Jan. 13, 2010: News Sports Insights
 












Lakewood Hospital Vision For Tomorrow
News

Bond issue goes to ballot
By Kevin Kelley
Westlake
Published Jan. 13, 2010

As expected, the Westlake Board of Education decided in a split vote Monday evening to place an $84 million bond issue on the May ballot to fund the renovation and construction of new school buildings.

Saying the district’s 26-month, data-driven study of the district’s facility needs supported the expenditure, board members Carol Winter, Andrea Rocco and Thomas Mays voted in favor of the bond issue.

Tim Sullivan and Nate Cross voted against, saying the economy was still too weak to ask voters to raise their taxes. They also said they favored less expensive alternatives to the $84 million plan.

A 3.4-mill bond issue would finance the construction plan, which would be paid for over 34 years. The measure would cost homeowners $8.68 per month for every $100,000 in home value.

The plan, which was recommended by a 68-member community committee known as the 20/20 Vision Committee, recommended a two-phase plan to address the district’s facility needs.

Under the first phase of the plan, the current Lee Burneson Middle School on Dover Center Road would be renovated and expanded as an intermediate school for approximately 630 fifth and sixth-graders. A new middle school for seventh and eighth-graders would be built on the district’s Dover Center Road property. The existing Dover Elementary School would be torn down. Westlake High School would essentially be rebuilt except for the 2005 Performing Arts Center.

Under the second phase, to be voted on at a later date, two new elementary schools would be constructed at the sites of the current Holly Lane and Bassett Elementary schools. Parkside Intermediate School on Hilliard Road would be renovated as the district’s third elementary school.

Winter, the board president, called the 20/20 Vision recommendation “a well researched and well though out plan.” If the district didn’t take action now, Winter asked, when would it?

“We could talk until we’re blue in the face about different alternatives,” she said.

Rocco warned if the capital issue is not passed, the district will have to take money away from its operational budget — and its educational programs — to pay for expensive maintenance fixes.

“We will not be able to continue the academic excellence when we have to spend the money to fix these buildings,” Rocco said.

Mays, who originally supported a larger, single-phase plan that was estimated to cost $120 million, agreed the district’s history of academic excellence was at stake.

“We’re not going to be the best school district in Ohio if we have to start cutting from our programming,” he said.

Cross, the newly elected board member, seemed to argue the Ohio School Facilities Commission standards used in the district’s 26-month study were too high and led the district down the path of new construction instead of renovations.

Cross, who served on the 20/20 committee since its inception, said other alternatives should still be investigated.

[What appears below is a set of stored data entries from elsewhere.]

pub mod config_loader;
pub mod config_model;
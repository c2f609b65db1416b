#[derive(Debug, Clone)]
pub struct DotEnvyConfig {
    pub server: Server,
    pub database: Database,
    pub stripe: StripeConfig,
    pub paypal: PaypalConfig,
    pub auth: AuthConfig,
    pub mailer: MailerConfig,
}

#[derive(Debug, Clone)]
pub struct Server {
    pub port: u16,
    pub body_limit: u64,
    pub timeout: u64,
}

#[derive(Debug, Clone)]
pub struct Database {
    pub url: String,
}

#[derive(Debug, Clone)]
pub struct StripeConfig {
    pub secret_key: String,
    pub webhook_secret: String,
}

#[derive(Debug, Clone)]
pub struct PaypalConfig {
    pub client_id: String,
    pub client_secret: String,
    pub webhook_id: String,
    pub api_base: String,
}

#[derive(Debug, Clone)]
pub struct AuthConfig {
    pub jwt_secret: String,
    pub token_ttl_seconds: u64,
}

#[derive(Debug, Clone)]
pub struct MailerConfig {
    pub api_base: Option<String>,
    pub api_key: Option<String>,
}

“Perhaps new facilities are not the only answer to the challenge and issue of overcrowding and structural maintenance deficiencies,” Cross said. “Therefore we must further explore and consider the option of renovation and additions to deal with these problems.”

Like Cross, Sullivan cited the poor economy as a major reason for not supporting the bond issue.

“I have said consistently and repeatedly that while our facilities have needs that we must address, I am reluctant to support an extremely large spending plan requiring a very large tax increase during this brutal and painful recession,” Sullivan said.

“I promised our voters fiscal responsibility,” he said. “I do not believe this $84 million proposal is adequately fiscally responsible in terms of timing, scope and cost.”

At the start of the meeting, which attracted more than 100 people, dozens of parents, students and faculty members urged the board to vote unanimously in favor of the bond issue.

Julie Moroney, a junior at Westlake high School, spoke about numerous maintenance problems that teachers and students have to deal with daily.

“There is a prehistoric looking furnace in my pre-calc room that is so loud you can’t hear what the teacher is saying,” she said. “As a class, we voted to turn it off because we’d rather be cold than not be able to hear one another speak.”

Pam Griebel, the district’s director of academic services and the former principal of Holly Lane Elementary School, cautioned against taking an ineffective band-aid approach to the maintenance problem that would cause further harm by diverting money from education.

“I have seen roofs repaired and leak again,” she said.

Joe Kilbane, who unsuccessfully ran for Westlake City Council in 2005, was the only resident to speak against the bond issue at the meeting. It’s the wrong time to raise taxes with the economy in such bad shape, he argued.